The village, which had gradually withered and died after the acid factory's demise, became a ghost town by the early 1940s. In an effort to save the town, Robert C. Perkins of Honesdale purchased the entire village from the Tanners Falls Development Company in 1941. Seven years later, Perkins auctioned off the village, which was described by newspapers that year as a hamlet, in a sale that included a "factory, store, houses and stable." Notices of the pending sale were placed in newspapers across the United States and as far away as Canada.

In 1952, Edwin Patrick Kilroe, a native of Tanners Falls, donated his family's former homestead and land to the Society of Priests of the Sacred Heart for the priests' use in establishing a seminary there. The Kilroe Seminary of the Congregation of the Priests of the Sacred Heart was dedicated on June 18, 1955 as part of the Roman Catholic Diocese of Scranton.

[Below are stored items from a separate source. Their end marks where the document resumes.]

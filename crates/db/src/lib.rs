//! PostgreSQL persistence for Open-Launch.
//!
//! - [`models`] -- row types and DTOs.
//! - [`repositories`] -- zero-sized query structs taking `&PgPool`.
//! - [`PgLaunchStore`] -- the scheduler's [`LaunchStore`](openlaunch_scheduler::LaunchStore)
//!   backed by the `launches` table.

use sqlx::postgres::PgPoolOptions;

pub mod models;
pub mod repositories;
pub mod store;

pub use store::PgLaunchStore;

pub type DbPool = sqlx::PgPool;

/// Create a connection pool from a database URL.
pub async fn create_pool(database_url: &str) -> Result<DbPool, sqlx::Error> {
    PgPoolOptions::new()
        .max_connections(20)
        .connect(database_url)
        .await
}

/// Round-trip a trivial query to verify the database is reachable.
pub async fn health_check(pool: &DbPool) -> Result<(), sqlx::Error> {
    sqlx::query("SELECT 1").execute(pool).await?;
    Ok(())
}

/// Apply all pending migrations from `db/migrations`.
pub async fn run_migrations(pool: &DbPool) -> Result<(), sqlx::migrate::MigrateError> {
    sqlx::migrate!("../../db/migrations").run(pool).await
}
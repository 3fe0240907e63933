//! Utilities for fuzz and/or property testing using `arbitrary`.
//!
//! Clipping bugs tend to live where points land exactly on the window's
//! boundary, or where segments run along it. So instead of generating
//! uniformly random floats, these generators like to pick coordinates from
//! a small set of "interesting" values around the window.

use arbitrary::Unstructured;
use kurbo::Rect;

use crate::{chain::PolylineChain, points::DuplicatePolicy, Point};

/// Generate an arbitrary float in some range.
pub fn float_in_range(
    start: f64,
    end: f64,
    u: &mut Unstructured<'_>,
) -> Result<f64, arbitrary::Error> {
    let num: u32 = u.arbitrary()?;
    let t = num as f64 / u32::MAX as f64;
    Ok((1.0 - t) * start + t * end)
}

/// Generate a clip window with corners on a coarse grid.
pub fn window(u: &mut Unstructured<'_>) -> Result<Rect, arbitrary::Error> {
    let x0: i16 = u.int_in_range(-20..=20)?;
    let y0: i16 = u.int_in_range(-20..=20)?;
    let w: i16 = u.int_in_range(1..=20)?;
    let h: i16 = u.int_in_range(1..=20)?;
    Ok(Rect::new(
        x0.into(),
        y0.into(),
        (x0 + w).into(),
        (y0 + h).into(),
    ))
}

/// Generate a coordinate that has a good chance of lying on the boundary
/// of `[min, max]`, or exactly halfway between.
fn coordinate(min: f64, max: f64, u: &mut Unstructured<'_>) -> Result<f32, arbitrary::Error> {
    let span = max - min;
    let x = match u.int_in_range(0..=4)? {
        0 => min,
        1 => max,
        2 => (min + max) / 2.0,
        3 => f64::from(u.int_in_range(-60i16..=60)?),
        _ => float_in_range(min - span, max + span, u)?,
    };
    Ok(x as f32)
}

/// Generate a point near `window`.
pub fn point(window: &Rect, u: &mut Unstructured<'_>) -> Result<Point, arbitrary::Error> {
    Ok(Point::new(
        coordinate(window.x0, window.x1, u)?,
        coordinate(window.y0, window.y1, u)?,
    ))
}

/// Generate a polyline near `window`, with up to `max_len` points.
pub fn polyline(
    window: &Rect,
    max_len: usize,
    u: &mut Unstructured<'_>,
) -> Result<Vec<Point>, arbitrary::Error> {
    let len = u.int_in_range(0..=max_len)?;
    (0..len).map(|_| point(window, u)).collect()
}

/// Generate a chain near `window`.
///
/// Sometimes the chain has several links, some of them carrying border
/// points, the way the output of a previous clip would.
pub fn chain(
    window: &Rect,
    max_len: usize,
    u: &mut Unstructured<'_>,
) -> Result<PolylineChain, arbitrary::Error> {
    let links = u.int_in_range(1..=3)?;
    let mut ret = PolylineChain::new();
    for _ in 0..links {
        let mut link = PolylineChain::from_points(polyline(window, max_len, u)?);
        if u.arbitrary()? {
            let border: Vec<f32> = polyline(window, 3, u)?
                .into_iter()
                .flat_map(|p| [p.x, p.y])
                .collect();
            // This can't fail: the link isn't frozen and the coordinates come in pairs.
            link.append_border(&border, DuplicatePolicy::Keep)
                .map_err(|_| arbitrary::Error::IncorrectFormat)?;
        }
        ret = ret
            .concat(link)
            .map_err(|_| arbitrary::Error::IncorrectFormat)?;
    }
    Ok(ret)
}

/// Property checks driven by arbitrary input, shared between the unit tests
/// (through `arbtest`) and the fuzz targets.
///
/// Each check panics if it finds a problem.
pub mod arbtests {
    use std::borrow::Cow;

    use arbitrary::Unstructured;
    use kurbo::Rect;

    use super::{chain, window};
    use crate::{ClipEngine, PointKind, PolylineChain, RectExt};

    fn on_boundary(rect: &Rect, p: kurbo::Point) -> bool {
        rect.contains_inclusive(p)
            && (p.x == rect.x0 || p.x == rect.x1 || p.y == rect.y0 || p.y == rect.y1)
    }

    /// Clips an arbitrary chain to an arbitrary window and checks the output.
    pub fn clip(u: &mut Unstructured<'_>) -> arbitrary::Result<()> {
        let rect = window(u)?;
        let input = chain(&rect, 12, u)?;
        let closed: bool = u.arbitrary()?;
        let input_points: Vec<_> = input.points().collect();

        let mut engine = ClipEngine::default();
        let out = match engine.clip_rect(&input, closed, rect) {
            Ok(out) => out,
            Err(e) => panic!("clipping {input:?} to {rect:?} failed: {e}"),
        };
        let Some(out) = out else {
            return Ok(());
        };
        if let Cow::Borrowed(c) = &out {
            assert!(std::ptr::eq(*c, &input));
        }

        for (p, kind) in out.iter() {
            assert!(rect.contains_inclusive(p.to_kurbo()), "{p:?} isn't in {rect:?}");
            // Border points of the input pass through unchanged, so only main
            // points are guaranteed not to be made up.
            let made_up = !input_points.contains(&p);
            match kind {
                PointKind::Main => assert!(!made_up, "{p:?} isn't an input point"),
                PointKind::Border => {
                    assert!(!made_up || on_boundary(&rect, p.to_kurbo()), "{p:?} isn't on {rect:?}")
                }
            }
        }

        // Everything is inside now, so clipping again leaves it alone.
        let again = engine.clip_rect(&out, closed, rect);
        assert!(matches!(again, Ok(Some(Cow::Borrowed(_)))));
        Ok(())
    }

    /// Runs an arbitrary chain through splitting, joining, reversing and
    /// freezing, checking that the points come out as expected.
    pub fn chain_ops(u: &mut Unstructured<'_>) -> arbitrary::Result<()> {
        let rect = window(u)?;
        let c = chain(&rect, 12, u)?;
        let points: Vec<_> = c.points().collect();
        let len = points.len();

        let mid = u.int_in_range(0..=len)?;
        let head = c.subrange(0, mid).ok().flatten();
        let tail = c.subrange(mid, len).ok().flatten();
        let rejoined = match (head, tail) {
            (Some(h), Some(t)) => h.concat(t).ok(),
            (h, t) => h.or(t),
        }
        .unwrap_or_default();
        assert_eq!(rejoined.points().collect::<Vec<_>>(), points);

        let reversed: Vec<_> = c.reverse().points().collect();
        assert!(reversed.iter().eq(points.iter().rev()));

        let mut frozen: PolylineChain = rejoined;
        frozen.freeze(u.arbitrary()?);
        assert!(frozen.is_frozen());
        assert!(frozen.point_count() <= len);
        assert!(frozen.points().all(|p| points.contains(&p)));
        Ok(())
    }
}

==Roads and intersections==

Tanners Falls is centered on the intersection of Upper Woods Road (Pennsylvania Route 4007, or PA-4007) and Tanners Falls Road (part of PA-4017). Six more state routes also run through the village: Hancock Highway (part of PA-191); Bethany Turnpike (part of PA-670); Beech Grove Road (PA-4005); Niles Pond Road (PA-4019), which connects to Hancock; Egypt Drive; and Egypt Road. The last two are part of the aforementioned PA-4017; the latter connects to Tanners Falls and the former connects to the former. All of these roads are paved.

There also eight township roads in Tanners Falls. Six of them are entirely within the village: Lupyak Road (Township Road 451, or T451); Bryant Road (T461), which connects to Upper Woods; Pleasant Valley Road (T463); Alden Road (T544), which connects to both Beech Grove and Lupyak; Haines School Road (T546), which connects to Bethany and Beech Grove; and Kilroe Road (T554), which connects to just Bethany. The other two have sections in other villages: Town Hill Road (T437), which connects to Beech Grove, and Rosehill Road (T467), which connects to Niles Pond. Like many township roads in the state, Lupyak, Bryant, Pleasant Valley, Alden, Haines School, Kilroe, Town Hill, and Rosehill are all unpaved.

Finally, there are fourteen officially-named (i.e., their names may be used in addresses) private roads in the community, thirteen of which fall entirely within its boundaries: Breidenstein Park, which connects to Beech Grove; Cabin Corner, which connects to Haines School; Dyberry Drive, which connects to Bethany; Fairview Drive, which connects to Dyberry; Hidden Lane; Lakeview Drive, which connects to Alden and Hidden; Laurel Drive; Meadow Drive, which connects to Dyberry; Ponderosa Drive, which connects to Alden and Laurel; Skidmore Road, which connects to Bethany; Tighe Lane, which connects to Haines School; Vasko Drive, which connects to Laurel and Ponderosa; and Yellow Brick Road, which connects to Lakeview. The last one, Alden Lake Road, contains sections in other villages, and connects to just Alden. All of these are unpaved.